Hinter GMS stehen die IT-Firmen
Finnova und Adnovum sowie der Privatbanken-Spezialist Hansruedi Boner. Als strategischer Partner für den Betrieb der Rechenzentren ist
Siemens Business Services dabei.
Sobald die ersten Kunden anbeissen, so hiess es im Frühjahr, sollte GMS zum Leben erwachen. Wer jedoch heute die Website von GMS besucht, findet dort wohl das BPO-Angebot für Privatbanken, aber noch keine Referenzkunden.
Interessenten, aber keine Kunden
Bei der Präsentation im Frühjahr war von einem Potential von gegen 150 Kunden die Rede. Mit drei konkreten Interessenten wollte man bis im Herbst ins Geschäft kommen.
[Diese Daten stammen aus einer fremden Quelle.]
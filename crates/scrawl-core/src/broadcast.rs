//! Broadcast router.
//!
//! Outbound, local creates and erasures are encoded and handed to the
//! transport. Inbound, received events are decoded, filtered and applied to
//! the store.
//!
//! Inbound handling is idempotent: the store ignores ids it already has, so
//! redelivery and echoes of our own creates are harmless, and a delete that
//! matches nothing is a no-op. Messages authored by the local actor are
//! dropped before they reach the store at all, since their effect was
//! already applied locally.

use crate::config::SessionConfig;
use crate::drawing::{DrawingId, DrawingRecord};
use crate::protocol::{DrawingCreated, DrawingDeleted, WireMessage};
use crate::store::DrawingStore;
use crate::surface::DrawSurface;
use crate::transport::{Inbound, Transport, TransportError};
use serde_json::Value;
use std::collections::VecDeque;

/// Outbound messages held while the transport is not ready.
pub const OUTBOUND_QUEUE_LIMIT: usize = 256;

/// What happened to one inbound message.
#[derive(Debug, Clone, PartialEq, Eq)]
pub enum RouteOutcome {
    Inserted(DrawingId),
    /// Records removed by a delete. May be empty.
    Removed(Vec<DrawingId>),
    /// Authored by the local actor.
    SelfEcho,
    /// A record with that id is already present.
    Duplicate,
    /// Could not be decoded or validated.
    Malformed,
}

/// Moves drawing messages between the store and the transport.
pub struct BroadcastRouter {
    local_actor_id: String,
    transport: Option<Box<dyn Transport>>,
    outbound: VecDeque<(&'static str, Value)>,
    /// Remote stroke widths are clamped into `min_width..=max_width`.
    min_width: u32,
    max_width: u32,
}

impl std::fmt::Debug for BroadcastRouter {
    fn fmt(&self, f: &mut std::fmt::Formatter<'_>) -> std::fmt::Result {
        f.debug_struct("BroadcastRouter")
            .field("local_actor_id", &self.local_actor_id)
            .field("enabled", &self.transport.is_some())
            .field("pending", &self.outbound.len())
            .field("width_bounds", &(self.min_width..=self.max_width))
            .finish()
    }
}

impl BroadcastRouter {
    /// `None` disables broadcasting: everything keeps working locally.
    pub fn new(local_actor_id: impl Into<String>, transport: Option<Box<dyn Transport>>) -> Self {
        let defaults = SessionConfig::default();
        Self {
            local_actor_id: local_actor_id.into(),
            transport,
            outbound: VecDeque::new(),
            min_width: defaults.min_stroke_width,
            max_width: defaults.max_stroke_width,
        }
    }

    /// Take the stroke width range from `config`.
    pub fn set_width_bounds(&mut self, config: &SessionConfig) {
        self.min_width = config.clamp_width(0);
        self.max_width = config.clamp_width(u32::MAX);
    }

    pub fn is_enabled(&self) -> bool {
        self.transport.is_some()
    }

    /// Whether the transport is present and ready.
    pub fn is_ready(&self) -> bool {
        self.transport.as_ref().is_some_and(|t| t.is_ready())
    }

    /// Replace the transport. Queued messages go out on the new one.
    pub fn set_transport(&mut self, transport: Option<Box<dyn Transport>>) {
        if transport.is_none() && !self.outbound.is_empty() {
            log::debug!("Broadcast disabled, dropping {} queued message(s)", self.outbound.len());
            self.outbound.clear();
        }
        self.transport = transport;
    }

    pub fn local_actor_id(&self) -> &str {
        &self.local_actor_id
    }

    /// Messages waiting for the transport to become ready.
    pub fn pending(&self) -> usize {
        self.outbound.len()
    }

    /// Announce a locally committed record.
    pub fn announce_created(&mut self, record: &DrawingRecord) {
        self.send(WireMessage::Created(DrawingCreated::from(record)));
    }

    /// Announce a local erase: everything, or the given owner's drawings.
    pub fn announce_deleted(&mut self, owner_id: &str, scope_all: bool) {
        self.send(WireMessage::Deleted(DrawingDeleted {
            owner_id: owner_id.to_string(),
            scope_all,
        }));
    }

    fn send(&mut self, message: WireMessage) {
        if self.transport.is_none() {
            return;
        }
        let payload = match message.to_payload() {
            Ok(payload) => payload,
            Err(e) => {
                log::warn!("Failed to encode {}: {}", message.event_name(), e);
                return;
            }
        };
        if self.outbound.len() >= OUTBOUND_QUEUE_LIMIT {
            if let Some((event, _)) = self.outbound.pop_front() {
                log::warn!("Outbound queue full, dropping oldest {}", event);
            }
        }
        self.outbound.push_back((message.event_name(), payload));
        self.flush();
    }

    /// Send queued messages, in order, if the transport is ready. Returns
    /// how many were handed over.
    pub fn flush(&mut self) -> usize {
        let Some(transport) = self.transport.as_mut() else {
            return 0;
        };
        let mut sent = 0;
        while transport.is_ready() {
            let Some((event, payload)) = self.outbound.pop_front() else {
                break;
            };
            match transport.emit(event, payload.clone()) {
                Ok(()) => sent += 1,
                Err(TransportError::NotReady) => {
                    self.outbound.push_front((event, payload));
                    break;
                }
                Err(e) => log::warn!("Dropped outbound {}: {}", event, e),
            }
        }
        sent
    }

    /// Drain the transport and apply every received message.
    pub fn receive<S: DrawSurface>(&mut self, store: &mut DrawingStore<S>) -> Vec<RouteOutcome> {
        let Some(transport) = self.transport.as_mut() else {
            return Vec::new();
        };
        let inbound = transport.poll();
        inbound.into_iter().map(|message| self.route(message, store)).collect()
    }

    /// Apply one received message to the store.
    pub fn route<S: DrawSurface>(&self, inbound: Inbound, store: &mut DrawingStore<S>) -> RouteOutcome {
        let message = match WireMessage::decode(&inbound.event, inbound.payload) {
            Ok(message) => message,
            Err(e) => {
                log::debug!("Dropping inbound {}: {}", inbound.event, e);
                return RouteOutcome::Malformed;
            }
        };
        if message.owner_id() == self.local_actor_id {
            return RouteOutcome::SelfEcho;
        }

        match message {
            WireMessage::Created(mut created) => {
                // Zero stays invalid; anything else is pulled into range.
                if created.width != 0 {
                    created.width = created.width.clamp(self.min_width, self.max_width);
                }
                let record = match DrawingRecord::try_from(created) {
                    Ok(record) => record,
                    Err(e) => {
                        log::debug!("Dropping invalid drawing: {}", e);
                        return RouteOutcome::Malformed;
                    }
                };
                let id = record.id().clone();
                if store.insert(record) {
                    RouteOutcome::Inserted(id)
                } else {
                    RouteOutcome::Duplicate
                }
            }
            WireMessage::Deleted(deleted) => {
                let removed = if deleted.scope_all {
                    store.remove_all()
                } else {
                    store.remove_by_owner(&deleted.owner_id)
                };
                RouteOutcome::Removed(removed.iter().map(|r| r.id().clone()).collect())
            }
        }
    }
}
So weit ist es heute noch nicht. Ein sehr interessierter Kunde habe sich leider zurückgezogen, da dessen Privatbanking-Bereich wieder ins Mutterhaus eingegliedert worden sei, sagt Adnovum-CEO und GMS-Partner Stefan Arn (Bild). «Ich bin der Letzte, der ihm daraus einen Vorwurf machen würde. Das gehört nun einmal zu den Risiken in diesem Business», versichert er. «Ich kann den Entscheid sehr wohl nachvollziehen. Schliesslich erfolgte er nicht zuletzt aufgrund unseres Gutachtens.»
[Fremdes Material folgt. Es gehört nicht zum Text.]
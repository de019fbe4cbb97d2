//! Input events and the activation-key adapter.
//!
//! Pointer positions arrive already converted to world coordinates by the
//! host. Key events are turned into tool intents here, so the state machine
//! never sees raw keys.

use crate::config::{ActivationKeyMode, SessionConfig};
use kurbo::Point;
use serde::{Deserialize, Serialize};

/// Key that aborts an in-progress stroke or box.
pub const CANCEL_KEY: &str = "Escape";

/// Pointer event in world coordinates.
#[derive(Debug, Clone, Copy, PartialEq, Serialize, Deserialize)]
pub enum PointerEvent {
    Down { position: Point },
    Up { position: Point },
    Move { position: Point },
}

impl PointerEvent {
    pub fn position(&self) -> Point {
        match self {
            PointerEvent::Down { position }
            | PointerEvent::Up { position }
            | PointerEvent::Move { position } => *position,
        }
    }
}

/// Keyboard event.
#[derive(Debug, Clone, PartialEq, Eq, Serialize, Deserialize)]
pub enum KeyEvent {
    Pressed {
        key: String,
        /// Auto-repeat from a held key.
        #[serde(default)]
        repeat: bool,
        /// Focus is in a text input.
        #[serde(default)]
        typing: bool,
    },
    Released {
        key: String,
    },
}

impl KeyEvent {
    /// A plain, non-repeat key-down outside of text input.
    pub fn pressed(key: impl Into<String>) -> Self {
        KeyEvent::Pressed {
            key: key.into(),
            repeat: false,
            typing: false,
        }
    }

    pub fn released(key: impl Into<String>) -> Self {
        KeyEvent::Released { key: key.into() }
    }
}

/// What a key event asks the tool to do.
#[derive(Debug, Clone, Copy, PartialEq, Eq)]
pub enum ToolIntent {
    Arm,
    Disarm,
    Cancel,
}

/// Maps the activation key to arm / disarm intents.
#[derive(Debug, Clone)]
pub struct ActivationKeys {
    key: String,
    mode: ActivationKeyMode,
    ignore_while_typing: bool,
    /// Hold mode: the activation key is currently down.
    held: bool,
}

impl ActivationKeys {
    pub fn from_config(config: &SessionConfig) -> Self {
        Self {
            key: config.activation_key.clone(),
            mode: config.activation_key_mode,
            ignore_while_typing: config.ignore_while_typing,
            held: false,
        }
    }

    /// Pick up a new configuration. A held key stays held only if the
    /// binding and hold mode are unchanged.
    pub fn rebind(&mut self, config: &SessionConfig) {
        let held = self.held
            && self.key == config.activation_key
            && config.activation_key_mode == ActivationKeyMode::Hold;
        *self = Self::from_config(config);
        self.held = held;
    }

    pub fn key(&self) -> &str {
        &self.key
    }

    pub fn mode(&self) -> ActivationKeyMode {
        self.mode
    }

    pub fn is_held(&self) -> bool {
        self.held
    }

    /// Translate a key event. `armed` is the tool's current state, which
    /// toggle mode flips.
    pub fn handle(&mut self, event: &KeyEvent, armed: bool) -> Option<ToolIntent> {
        match event {
            KeyEvent::Pressed { key, repeat, typing } => {
                if *typing && self.ignore_while_typing {
                    return None;
                }
                if key == CANCEL_KEY {
                    return Some(ToolIntent::Cancel);
                }
                if *key != self.key || *repeat {
                    return None;
                }
                match self.mode {
                    ActivationKeyMode::Hold => {
                        if self.held {
                            return None;
                        }
                        self.held = true;
                        Some(ToolIntent::Arm)
                    }
                    ActivationKeyMode::Toggle if armed => Some(ToolIntent::Disarm),
                    ActivationKeyMode::Toggle => Some(ToolIntent::Arm),
                }
            }
            // Releases are honored while typing so a held key can't leave
            // the tool stuck armed.
            KeyEvent::Released { key } => {
                if *key != self.key || self.mode != ActivationKeyMode::Hold || !self.held {
                    return None;
                }
                self.held = false;
                Some(ToolIntent::Disarm)
            }
        }
    }
}

#[cfg(test)]
mod tests {
    use super::*;

    fn keys(mode: ActivationKeyMode) -> ActivationKeys {
        ActivationKeys::from_config(&SessionConfig {
            activation_key_mode: mode,
            ..SessionConfig::default()
        })
    }

    fn typing(key: &str) -> KeyEvent {
        KeyEvent::Pressed {
            key: key.into(),
            repeat: false,
            typing: true,
        }
    }

    #[test]
    fn test_hold_mode() {
        let mut keys = keys(ActivationKeyMode::Hold);
        assert_eq!(keys.handle(&KeyEvent::pressed("KeyD"), false), Some(ToolIntent::Arm));
        assert!(keys.is_held());
        assert_eq!(keys.handle(&KeyEvent::released("KeyD"), true), Some(ToolIntent::Disarm));
        assert!(!keys.is_held());
        assert_eq!(keys.handle(&KeyEvent::released("KeyD"), false), None);
    }

    #[test]
    fn test_hold_ignores_repeat() {
        let mut keys = keys(ActivationKeyMode::Hold);
        keys.handle(&KeyEvent::pressed("KeyD"), false);
        let repeat = KeyEvent::Pressed {
            key: "KeyD".into(),
            repeat: true,
            typing: false,
        };
        assert_eq!(keys.handle(&repeat, true), None);
        assert_eq!(keys.handle(&KeyEvent::pressed("KeyD"), true), None);
    }

    #[test]
    fn test_toggle_mode() {
        let mut keys = keys(ActivationKeyMode::Toggle);
        assert_eq!(keys.handle(&KeyEvent::pressed("KeyD"), false), Some(ToolIntent::Arm));
        assert_eq!(keys.handle(&KeyEvent::released("KeyD"), true), None);
        assert_eq!(keys.handle(&KeyEvent::pressed("KeyD"), true), Some(ToolIntent::Disarm));
    }

    #[test]
    fn test_other_keys_ignored() {
        let mut keys = keys(ActivationKeyMode::Hold);
        assert_eq!(keys.handle(&KeyEvent::pressed("KeyA"), false), None);
        assert_eq!(keys.handle(&KeyEvent::released("KeyA"), false), None);
    }

    #[test]
    fn test_escape_cancels() {
        let mut keys = keys(ActivationKeyMode::Hold);
        assert_eq!(keys.handle(&KeyEvent::pressed(CANCEL_KEY), true), Some(ToolIntent::Cancel));
    }

    #[test]
    fn test_typing_ignored_but_release_honored() {
        let mut keys = keys(ActivationKeyMode::Hold);
        assert_eq!(keys.handle(&typing("KeyD"), false), None);
        assert!(!keys.is_held());

        keys.handle(&KeyEvent::pressed("KeyD"), false);
        // Focus moved into a text field while holding: the release still disarms.
        assert_eq!(keys.handle(&KeyEvent::released("KeyD"), true), Some(ToolIntent::Disarm));
    }

    #[test]
    fn test_typing_allowed_when_configured() {
        let mut keys = ActivationKeys::from_config(&SessionConfig {
            ignore_while_typing: false,
            ..SessionConfig::default()
        });
        assert_eq!(keys.handle(&typing("KeyD"), false), Some(ToolIntent::Arm));
    }

    #[test]
    fn test_rebind() {
        let mut keys = keys(ActivationKeyMode::Hold);
        keys.handle(&KeyEvent::pressed("KeyD"), false);
        keys.rebind(&SessionConfig {
            activation_key: "KeyQ".into(),
            activation_key_mode: ActivationKeyMode::Toggle,
            ..SessionConfig::default()
        });
        assert!(!keys.is_held());
        assert_eq!(keys.key(), "KeyQ");
        assert_eq!(keys.mode(), ActivationKeyMode::Toggle);
        assert_eq!(keys.handle(&KeyEvent::pressed("KeyQ"), false), Some(ToolIntent::Arm));
    }

    #[test]
    fn test_rebind_same_key_keeps_hold() {
        let mut keys = keys(ActivationKeyMode::Hold);
        keys.handle(&KeyEvent::pressed("KeyD"), false);
        keys.rebind(&SessionConfig::default());
        assert!(keys.is_held());
        assert_eq!(keys.handle(&KeyEvent::released("KeyD"), true), Some(ToolIntent::Disarm));
    }
}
Ein anderer grösserer Kunde ist nach wie vor in der Pipeline, doch mit einem Entscheid sei kaum vor Mitte nächsten Jahres zu rechnen. Ein weiterer Kunde will sich bis Dezember entscheiden. Nach Arns subjektivem Eindruck dürfte dieser jedoch zu wenig Volumen bringen, um das Geschäft für beide Teile rentabel zu machen. «Dennoch bin ich von unserem Konzept überzeugt und für die Zukunft optimistisch», meint Arn.
Banken-BPO funktioniert
Dass BPO grundsätzlich eine praktikable Lösung ist, zeigt etwa das Outsourcing-Projekt der Graubündner Kantonalbank. Dort migrierte
T-Systems die ganze IT-Plattform der GKB auf
Finnova in einem eigenen Rechenzentrum. «Natürlich funktionieren Privatbanken etwas anders als Kundenbanken», erklärt Arn. «Aber der Markt ist in Bewegung, und die neuen Einheitsstrategien von Bankhäusern wie der Bank Bär und die zu beobachtende Tendenz zu grösseren Einheiten bilden eine gute Basis für Outsourcing-Projekte.»
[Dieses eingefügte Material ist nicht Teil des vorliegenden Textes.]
//! SVG renderer.
//!
//! Writes the display list as a standalone SVG document. Handy for
//! snapshots, exports and headless tests.

use crate::renderer::{RenderContext, Renderer};
use kurbo::{Cap, Join, Stroke};
use peniko::Color;
use scrawl_core::{DrawOp, Paint};
use std::fmt::{self, Write};

/// Renders to an SVG string.
#[derive(Debug, Default)]
pub struct SvgRenderer {
    svg: String,
}

impl SvgRenderer {
    pub fn new() -> Self {
        Self::default()
    }

    /// The document from the last [`build_scene`](Renderer::build_scene).
    pub fn svg(&self) -> &str {
        &self.svg
    }

    pub fn take_svg(&mut self) -> String {
        std::mem::take(&mut self.svg)
    }
}

impl Renderer for SvgRenderer {
    fn build_scene(&mut self, ctx: &RenderContext) {
        self.svg.clear();
        if let Err(e) = write_document(&mut self.svg, ctx) {
            log::error!("SVG output failed: {}", e);
            self.svg.clear();
        }
    }
}

fn write_document(out: &mut String, ctx: &RenderContext) -> fmt::Result {
    let (width, height) = (ctx.viewport_size.width, ctx.viewport_size.height);
    writeln!(
        out,
        r#"<svg xmlns="http://www.w3.org/2000/svg" width="{width}" height="{height}" viewBox="0 0 {width} {height}">"#
    )?;
    if let Some(background) = ctx.background_color {
        writeln!(
            out,
            r#"  <rect width="100%" height="100%" fill="{}" fill-opacity="{}"/>"#,
            hex(background),
            opacity(background)
        )?;
    }

    let [a, b, c, d, e, f] = ctx.transform().as_coeffs();
    writeln!(out, r#"  <g transform="matrix({a} {b} {c} {d} {e} {f})">"#)?;
    for op in ctx.display.ops() {
        write_op(out, op)?;
    }
    writeln!(out, "  </g>")?;
    writeln!(out, "</svg>")
}

fn write_op(out: &mut String, op: &DrawOp) -> fmt::Result {
    let d = op.path.to_svg();
    match &op.paint {
        Paint::Stroke { style, color } => writeln!(
            out,
            r#"    <path d="{d}" fill="none" stroke="{}" stroke-opacity="{}" {}/>"#,
            hex(*color),
            opacity(*color),
            stroke_attrs(style)
        ),
        Paint::Fill { color } => writeln!(
            out,
            r#"    <path d="{d}" fill="{}" fill-opacity="{}"/>"#,
            hex(*color),
            opacity(*color)
        ),
    }
}

fn stroke_attrs(style: &Stroke) -> String {
    let cap = match style.start_cap {
        Cap::Butt => "butt",
        Cap::Square => "square",
        Cap::Round => "round",
    };
    let join = match style.join {
        Join::Bevel => "bevel",
        Join::Miter => "miter",
        Join::Round => "round",
    };
    format!(
        r#"stroke-width="{}" stroke-linecap="{cap}" stroke-linejoin="{join}""#,
        style.width
    )
}

fn hex(color: Color) -> String {
    let rgba = color.to_rgba8();
    format!("#{:02x}{:02x}{:02x}", rgba.r, rgba.g, rgba.b)
}

fn opacity(color: Color) -> f32 {
    let alpha = f32::from(color.to_rgba8().a) / 255.0;
    (alpha * 100.0).round() / 100.0
}
//! Per-connection state.

use crate::rooms::{Envelope, Rooms};
use scrawl_core::protocol::{ClientFrame, ServerFrame};
use tokio::sync::broadcast;
use tracing::{debug, info, warn};

/// One connected client and the room it is in, if any.
pub struct Peer {
    id: String,
    room: Option<String>,
    feed: Option<broadcast::Receiver<Envelope>>,
}

impl Peer {
    pub fn new(id: impl Into<String>) -> Self {
        Self {
            id: id.into(),
            room: None,
            feed: None,
        }
    }

    pub fn id(&self) -> &str {
        &self.id
    }

    pub fn room(&self) -> Option<&str> {
        self.room.as_deref()
    }

    pub fn feed_mut(&mut self) -> Option<&mut broadcast::Receiver<Envelope>> {
        self.feed.as_mut()
    }

    /// Apply a client frame. Returns the reply for this peer, if any.
    pub fn handle(&mut self, frame: ClientFrame, rooms: &Rooms) -> Option<ServerFrame> {
        match frame {
            ClientFrame::Join { room } => {
                if !Rooms::is_valid_name(&room) {
                    warn!("Peer {} sent invalid room name", self.id);
                    return Some(ServerFrame::Error {
                        message: "Invalid room name".to_string(),
                    });
                }
                self.leave(rooms);
                let (feed, peer_count) = rooms.join(&room, &self.id);
                rooms.broadcast(
                    &room,
                    &self.id,
                    ServerFrame::PeerJoined {
                        peer_id: self.id.clone(),
                    },
                );
                info!("Peer {} joined room {} ({} peer(s))", self.id, room, peer_count);
                self.feed = Some(feed);
                self.room = Some(room.clone());
                Some(ServerFrame::Joined { room, peer_count })
            }
            ClientFrame::Leave => {
                self.leave(rooms);
                None
            }
            ClientFrame::Publish { event, payload } => {
                let Some(room) = &self.room else {
                    return Some(ServerFrame::Error {
                        message: "Join a room before publishing".to_string(),
                    });
                };
                debug!("Peer {} published {} to {}", self.id, event, room);
                rooms.broadcast(
                    room,
                    &self.id,
                    ServerFrame::Message {
                        from: self.id.clone(),
                        event,
                        payload,
                    },
                );
                None
            }
        }
    }

    /// Whether a room frame should be forwarded to this peer's socket.
    pub fn should_forward(&self, from: &str) -> bool {
        from != self.id
    }

    /// Leave the current room, telling the others.
    pub fn leave(&mut self, rooms: &Rooms) {
        self.feed = None;
        if let Some(room) = self.room.take() {
            rooms.leave(&room, &self.id);
            rooms.broadcast(
                &room,
                &self.id,
                ServerFrame::PeerLeft {
                    peer_id: self.id.clone(),
                },
            );
            info!("Peer {} left room {}", self.id, room);
        }
    }
}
Arn ist sicher, dass das Potential für GMS nach wie vor hoch ist. Und auch an den im Frühjahr versprochenen Einsparungen von 30 Prozent, die mit BPO zu realisieren sind, will er nicht rütteln: «Wenn der Business Case weniger bringt, lohnt sich Outsourcing nicht. Anders rechnen kann man allenfalls, wenn kurzfristig ein IT-Problem überbrückt werden muss.»
Die kritische Masse fehlt
Für die gegenwärtige Situation und für den Rückzieher mancher Interessenten macht Arn zwei Faktoren verantwortlich. Einerseits sei der Markt für die Privatbanken in den letzten Monaten signifikant besser geworden. Daher fehle der Druck, den es brauche, um die psychologische Hürde zu nehmen, die einem BPO oft entgegensteht. Andererseits sei der Aufwand für die Kunden grösser, als viele vermuten. Dies werde meist erst bemerkt, wenn das Vorhaben konkret werde.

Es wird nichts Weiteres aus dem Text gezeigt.